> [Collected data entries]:
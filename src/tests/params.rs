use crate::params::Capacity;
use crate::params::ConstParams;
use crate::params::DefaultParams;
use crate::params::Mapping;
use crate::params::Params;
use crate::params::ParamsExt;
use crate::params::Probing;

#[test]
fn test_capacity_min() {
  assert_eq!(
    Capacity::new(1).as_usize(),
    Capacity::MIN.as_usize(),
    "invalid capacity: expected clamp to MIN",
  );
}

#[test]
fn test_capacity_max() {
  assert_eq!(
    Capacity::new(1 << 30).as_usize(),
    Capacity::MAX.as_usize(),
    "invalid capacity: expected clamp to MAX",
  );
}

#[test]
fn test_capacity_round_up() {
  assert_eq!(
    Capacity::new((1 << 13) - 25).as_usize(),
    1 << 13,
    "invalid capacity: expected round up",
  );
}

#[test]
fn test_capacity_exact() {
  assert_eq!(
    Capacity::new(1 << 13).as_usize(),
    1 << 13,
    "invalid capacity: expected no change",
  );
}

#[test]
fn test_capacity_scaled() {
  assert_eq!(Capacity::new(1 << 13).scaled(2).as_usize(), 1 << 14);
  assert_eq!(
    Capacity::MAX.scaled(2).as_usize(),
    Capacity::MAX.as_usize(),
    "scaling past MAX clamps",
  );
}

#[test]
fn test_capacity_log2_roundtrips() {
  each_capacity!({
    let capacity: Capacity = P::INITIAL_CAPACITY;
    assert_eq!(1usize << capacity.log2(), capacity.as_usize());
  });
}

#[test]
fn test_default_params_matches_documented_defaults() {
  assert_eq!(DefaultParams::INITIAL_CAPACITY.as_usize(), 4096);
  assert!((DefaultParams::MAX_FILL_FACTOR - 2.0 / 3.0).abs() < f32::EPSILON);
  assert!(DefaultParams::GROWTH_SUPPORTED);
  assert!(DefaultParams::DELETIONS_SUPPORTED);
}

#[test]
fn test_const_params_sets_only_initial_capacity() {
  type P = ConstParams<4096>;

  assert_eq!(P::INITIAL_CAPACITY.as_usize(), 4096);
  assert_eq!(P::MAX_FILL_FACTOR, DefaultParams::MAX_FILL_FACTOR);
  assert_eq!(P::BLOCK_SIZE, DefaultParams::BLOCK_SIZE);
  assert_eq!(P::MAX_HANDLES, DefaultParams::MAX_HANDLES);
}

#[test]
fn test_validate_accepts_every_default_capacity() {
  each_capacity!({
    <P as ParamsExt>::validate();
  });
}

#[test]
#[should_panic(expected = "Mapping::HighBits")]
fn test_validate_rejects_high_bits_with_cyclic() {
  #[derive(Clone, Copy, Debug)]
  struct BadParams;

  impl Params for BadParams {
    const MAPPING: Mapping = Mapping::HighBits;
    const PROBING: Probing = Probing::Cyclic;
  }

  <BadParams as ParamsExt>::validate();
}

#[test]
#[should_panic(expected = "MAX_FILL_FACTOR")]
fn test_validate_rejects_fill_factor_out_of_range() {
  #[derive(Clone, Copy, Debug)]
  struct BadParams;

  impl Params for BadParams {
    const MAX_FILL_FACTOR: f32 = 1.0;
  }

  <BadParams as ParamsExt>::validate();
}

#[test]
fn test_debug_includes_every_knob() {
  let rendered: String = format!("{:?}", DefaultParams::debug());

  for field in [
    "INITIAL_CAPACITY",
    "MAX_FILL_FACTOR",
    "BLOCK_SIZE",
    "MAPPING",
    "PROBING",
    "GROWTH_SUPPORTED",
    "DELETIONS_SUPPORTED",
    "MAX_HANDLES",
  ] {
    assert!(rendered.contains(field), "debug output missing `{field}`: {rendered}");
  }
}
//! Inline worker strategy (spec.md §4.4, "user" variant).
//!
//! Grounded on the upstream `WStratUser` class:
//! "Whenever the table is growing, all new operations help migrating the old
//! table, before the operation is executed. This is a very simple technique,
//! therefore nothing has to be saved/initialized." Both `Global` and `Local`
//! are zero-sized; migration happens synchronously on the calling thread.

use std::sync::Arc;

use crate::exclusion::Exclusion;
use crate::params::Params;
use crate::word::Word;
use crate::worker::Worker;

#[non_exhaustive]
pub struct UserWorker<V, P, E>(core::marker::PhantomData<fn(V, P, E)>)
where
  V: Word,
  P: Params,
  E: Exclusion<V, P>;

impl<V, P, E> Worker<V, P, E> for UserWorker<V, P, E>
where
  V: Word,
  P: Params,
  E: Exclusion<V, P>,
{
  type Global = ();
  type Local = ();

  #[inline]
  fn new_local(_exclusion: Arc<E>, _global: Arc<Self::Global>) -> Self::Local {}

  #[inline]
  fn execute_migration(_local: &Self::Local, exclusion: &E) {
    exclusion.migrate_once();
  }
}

> [REQUIRED ACTION]: Count, in the data above, the lines that hold "HighBits". Return only that count.

> [REPLY TO THE TASK]: 2